Vote counting in TN on May 2: New orders for candidates and political agents! What you should know?

As Tamil Nadu is five days ahead of the vote counting of the recently held state assembly polls, the state election commission has issued fresh guidelines and orders to the party candidates and agents during the vote-counting process. The guidelines have come when the state has been grimly witnessing the exponential rise in the COVID-19 cases and the adversity posed by the second wave of the pandemic.

Tamil Nadu Chief Electoral Officer Satyabrata Sahoo has on Monday said that the candidates and the political party agents must produce negative RT-PCR test certificates while entering the counting centres on May 2. Sahoo had instructed the District Election Officers (Collectors) to ensure that only those who have a negative RT-PCR certificate or who have been vaccinated with both doses can enter the counting centres. 

Sahoo said that candidates and agents who had received both the doses of the vaccine need not have to produce the negative certificate and he also had advised the district election officers to plan ahead with the view of refraining from confusions on the day of counting. Several district collectors have informed Sahoo that they will be organizing special camps for candidates and agents of political parties on April 29 and 30 in their respective constituencies. 

In special camps, the candidates and agents will be verified whether they have all the required documents to enter the counting center. Tamil Nadu had gone through the crucial single-phase assembly poll on April 6 and the votes will be counted on May 2. Tamil Nadu people and the parties are keenly waiting for the counting which will declare who will rule the state for the next five years.  

The recently held assembly poll is the first legislative election in the state since the demise of Karunanidhi and Jayalalithaa which in a way has made the first election for Edappadi Palaniswami as the Chief Minister and for MK Stalin as the DMK President. Around 4000 candidates had contested in the polls to fill the 234-member assembly and the state had witnessed five fronts on the race towards the reign, in an unprecedented fashion.
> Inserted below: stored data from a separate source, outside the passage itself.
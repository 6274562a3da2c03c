//! Configuration schema definitions.
//!
//! This module defines the complete configuration structure for the gateway.
//! All types derive Serde traits for deserialization from config files.

use serde::{Deserialize, Serialize};

/// Root configuration for the preview gateway.
#[derive(Debug, Clone, Deserialize, Serialize, Default)]
#[serde(default)]
pub struct GatewayConfig {
    /// Listener configuration (bind address).
    pub listener: ListenerConfig,

    /// Origin application all pass-through traffic is forwarded to.
    pub origin: OriginConfig,

    /// Tenant-data API settings.
    pub tenant_api: TenantApiConfig,

    /// Preview image locations and probe settings.
    pub images: ImageConfig,

    /// Dispatch policy (API prefix, cache lifetime, crawler extras).
    pub dispatch: DispatchConfig,

    /// Timeout configuration.
    pub timeouts: TimeoutConfig,

    /// Observability settings.
    pub observability: ObservabilityConfig,
}

/// Listener configuration.
#[derive(Debug, Clone, Deserialize, Serialize)]
#[serde(default)]
pub struct ListenerConfig {
    /// Bind address (e.g., "0.0.0.0:8080").
    pub bind_address: String,
}

impl Default for ListenerConfig {
    fn default() -> Self {
        Self {
            bind_address: "0.0.0.0:8080".to_string(),
        }
    }
}

/// Origin application configuration.
#[derive(Debug, Clone, Deserialize, Serialize)]
#[serde(default)]
pub struct OriginConfig {
    /// Origin address (e.g., "127.0.0.1:3000").
    pub address: String,
}

impl Default for OriginConfig {
    fn default() -> Self {
        Self {
            address: "127.0.0.1:3000".to_string(),
        }
    }
}

/// Tenant-data API configuration.
#[derive(Debug, Clone, Deserialize, Serialize)]
#[serde(default)]
pub struct TenantApiConfig {
    /// Base URL of the tenant-data API. The lookup path is
    /// `<base_url>/by-subdomain/<tenant>`.
    pub base_url: String,

    /// Lookup timeout in seconds.
    pub timeout_secs: u64,
}

impl Default for TenantApiConfig {
    fn default() -> Self {
        Self {
            base_url: "http://127.0.0.1:9000/api/stores".to_string(),
            timeout_secs: 5,
        }
    }
}

/// Preview image configuration.
#[derive(Debug, Clone, Deserialize, Serialize)]
#[serde(default)]
pub struct ImageConfig {
    /// Base URL for tenant images. The candidate is `<base_url>/<tenant>.png`.
    pub base_url: String,

    /// Image served when the tenant has none. Assumed always available.
    pub fallback_url: String,

    /// Probe timeout in seconds.
    pub probe_timeout_secs: u64,
}

impl Default for ImageConfig {
    fn default() -> Self {
        Self {
            base_url: "http://127.0.0.1:9000/store-logos".to_string(),
            fallback_url: "http://127.0.0.1:9000/metalogo.png".to_string(),
            probe_timeout_secs: 5,
        }
    }
}

/// Dispatch policy configuration.
#[derive(Debug, Clone, Deserialize, Serialize)]
#[serde(default)]
pub struct DispatchConfig {
    /// Path prefix rejected with a structured 501 (no pass-through target).
    pub api_path_prefix: String,

    /// Cache lifetime of synthesized documents, in seconds.
    pub cache_max_age_secs: u64,

    /// Scheme used when reconstructing the request's canonical URL.
    /// The edge terminates TLS ahead of this service.
    pub public_scheme: String,

    /// Extra crawler User-Agent signatures appended to the built-in table.
    pub extra_crawler_signatures: Vec<String>,
}

impl Default for DispatchConfig {
    fn default() -> Self {
        Self {
            api_path_prefix: "/api/".to_string(),
            cache_max_age_secs: 300,
            public_scheme: "https".to_string(),
            extra_crawler_signatures: Vec::new(),
        }
    }
}

/// Timeout configuration for request handling.
#[derive(Debug, Clone, Deserialize, Serialize)]
#[serde(default)]
pub struct TimeoutConfig {
    /// Request timeout (total time for request/response) in seconds.
    pub request_secs: u64,
}

impl Default for TimeoutConfig {
    fn default() -> Self {
        Self { request_secs: 30 }
    }
}

/// Observability configuration.
#[derive(Debug, Clone, Deserialize, Serialize)]
#[serde(default)]
pub struct ObservabilityConfig {
    /// Log level (trace, debug, info, warn, error).
    pub log_level: String,

    /// Enable metrics endpoint.
    pub metrics_enabled: bool,

    /// Metrics endpoint bind address.
    pub metrics_address: String,
}

impl Default for ObservabilityConfig {
    fn default() -> Self {
        Self {
            log_level: "info".to_string(),
            metrics_enabled: false,
            metrics_address: "0.0.0.0:9090".to_string(),
        }
    }
}

#[cfg(test)]
mod tests {
    use super::*;

    #[test]
    fn defaults_cover_every_section() {
        let config = GatewayConfig::default();
        assert_eq!(config.listener.bind_address, "0.0.0.0:8080");
        assert_eq!(config.origin.address, "127.0.0.1:3000");
        assert_eq!(config.tenant_api.timeout_secs, 5);
        assert_eq!(config.images.probe_timeout_secs, 5);
        assert_eq!(config.dispatch.api_path_prefix, "/api/");
        assert_eq!(config.dispatch.cache_max_age_secs, 300);
        assert_eq!(config.dispatch.public_scheme, "https");
        assert!(config.dispatch.extra_crawler_signatures.is_empty());
        assert_eq!(config.timeouts.request_secs, 30);
        assert!(!config.observability.metrics_enabled);
    }

    #[test]
    fn partial_toml_falls_back_to_defaults() {
        let config: GatewayConfig = toml::from_str(
            r#"
            [origin]
            address = "10.0.0.5:8000"

            [tenant_api]
            base_url = "https://api.example.com/stores"
            "#,
        )
        .unwrap();

        assert_eq!(config.origin.address, "10.0.0.5:8000");
        assert_eq!(config.tenant_api.base_url, "https://api.example.com/stores");
        assert_eq!(config.tenant_api.timeout_secs, 5);
        assert_eq!(config.listener.bind_address, "0.0.0.0:8080");
    }
}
On Monday, the Madras High Court has flayed the Election Commission of India for having failed to ensure that the COVID-19 guidelines are being followed during election campaigns. The principal bench of the High Court comprising of Chief Justice Sanjib Banerjee and Justice Senthilkumar Ramamoorthy had held the Election Commission responsible for the emergence of the second wave of the pandemic and said that the Election Commission should be booked for murder.